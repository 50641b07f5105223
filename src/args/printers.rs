// This Source Code Form is subject to the terms of the Mozilla Public
// License, v. 2.0. If a copy of the MPL was not distributed with this
// file, You can obtain one at http://mozilla.org/MPL/2.0/.

//! Pretty printers for reporting information.

use std::borrow::Cow;

use crate::error::NumericalWarning;

const VERTICAL: char = '│';
const UP_AND_RIGHT: char = '└';
const VERTICAL_AND_RIGHT: char = '├';

/// The tree symbol in front of a line, given where the line is.
fn tree_symbol(i_line: usize, last_line: bool, last_block: bool) -> char {
    match (i_line, last_line, last_block) {
        (0, false, _) => VERTICAL_AND_RIGHT,
        (0, _, false) => VERTICAL_AND_RIGHT,
        (0, true, true) => UP_AND_RIGHT,
        _ => VERTICAL,
    }
}

/// Collects lines under a bold title and logs them as a tree.
pub(crate) struct InfoPrinter {
    title: Cow<'static, str>,
    blocks: Vec<Vec<Cow<'static, str>>>,
}

impl InfoPrinter {
    pub(crate) fn new(title: Cow<'static, str>) -> Self {
        Self {
            title,
            blocks: vec![],
        }
    }

    pub(crate) fn push_line(&mut self, line: Cow<'static, str>) {
        self.blocks.push(vec![line]);
    }

    pub(crate) fn push_block(&mut self, block: Vec<Cow<'static, str>>) {
        self.blocks.push(block);
    }

    pub(crate) fn display(self) {
        log::info!("{}", console::style(self.title).bold());
        let num_blocks = self.blocks.len();
        for (i_block, block) in self.blocks.into_iter().enumerate() {
            let num_lines = block.len();
            for (i_line, line) in block.into_iter().enumerate() {
                let symbol =
                    tree_symbol(i_line, i_line + 1 == num_lines, i_block + 1 == num_blocks);
                log::info!("{symbol} {line}");
            }
        }
        log::info!("");
    }
}

/// Log all of the warnings from a run as a single tree.
pub(crate) fn display_warnings(warnings: &[NumericalWarning]) {
    if warnings.is_empty() {
        return;
    }

    log::warn!("{}", console::style("Warnings").bold());
    let num_warnings = warnings.len();
    for (i, w) in warnings.iter().enumerate() {
        let symbol = tree_symbol(0, true, i + 1 == num_warnings);
        log::warn!("{symbol} {w}");
    }
    log::warn!("");
}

---*---

Problem description =
Once more, set down the full listing, verbatim.

Task answer =
repository 50641b07f5105223
filename src/args/printers.rs
// This Source Code Form is subject to the terms of the Mozilla Public
// License, v. 2.0. If a copy of the MPL was not distributed with this
// file, You can obtain one at http://mozilla.org/MPL/2.0/.

//! Pretty printers for reporting information.

use std::borrow::Cow;

use crate::error::NumericalWarning;

const VERTICAL: char = '│';
const UP_AND_RIGHT: char = '└';
const VERTICAL_AND_RIGHT: char = '├';

/// The tree symbol in front of a line, given where the line is.
fn tree_symbol(i_line: usize, last_line: bool, last_block: bool) -> char {
    match (i_line, last_line, last_block) {
        (0, false, _) => VERTICAL_AND_RIGHT,
        (0, _, false) => VERTICAL_AND_RIGHT,
        (0, true, true) => UP_AND_RIGHT,
        _ => VERTICAL,
    }
}

/// Collects lines under a bold title and logs them as a tree.
pub(crate) struct InfoPrinter {
    title: Cow<'static, str>,
    blocks: Vec<Vec<Cow<'static, str>>>,
}

impl InfoPrinter {
    pub(crate) fn new(title: Cow<'static, str>) -> Self {
        Self {
            title,
            blocks: vec![],
        }
    }

    pub(crate) fn push_line(&mut self, line: Cow<'static, str>) {
        self.blocks.push(vec![line]);
    }

    pub(crate) fn push_block(&mut self, block: Vec<Cow<'static, str>>) {
        self.blocks.push(block);
    }

    pub(crate) fn display(self) {
        log::info!("{}", console::style(self.title).bold());
        let num_blocks = self.blocks.len();
        for (i_block, block) in self.blocks.into_iter().enumerate() {
            let num_lines = block.len();
            for (i_line, line) in block.into_iter().enumerate() {
                let symbol =
                    tree_symbol(i_line, i_line + 1 == num_lines, i_block + 1 == num_blocks);
                log::info!("{symbol} {line}");
            }
        }
        log::info!("");
    }
}

/// Log all of the warnings from a run as a single tree.
pub(crate) fn display_warnings(warnings: &[NumericalWarning]) {
    if warnings.is_empty() {
        return;
    }

    log::warn!("{}", console::style("Warnings").bold());
    let num_warnings = warnings.len();
    for (i, w) in warnings.iter().enumerate() {
        let symbol = tree_symbol(0, true, i + 1 == num_warnings);
        log::warn!("{symbol} {w}");
    }
    log::warn!("");
}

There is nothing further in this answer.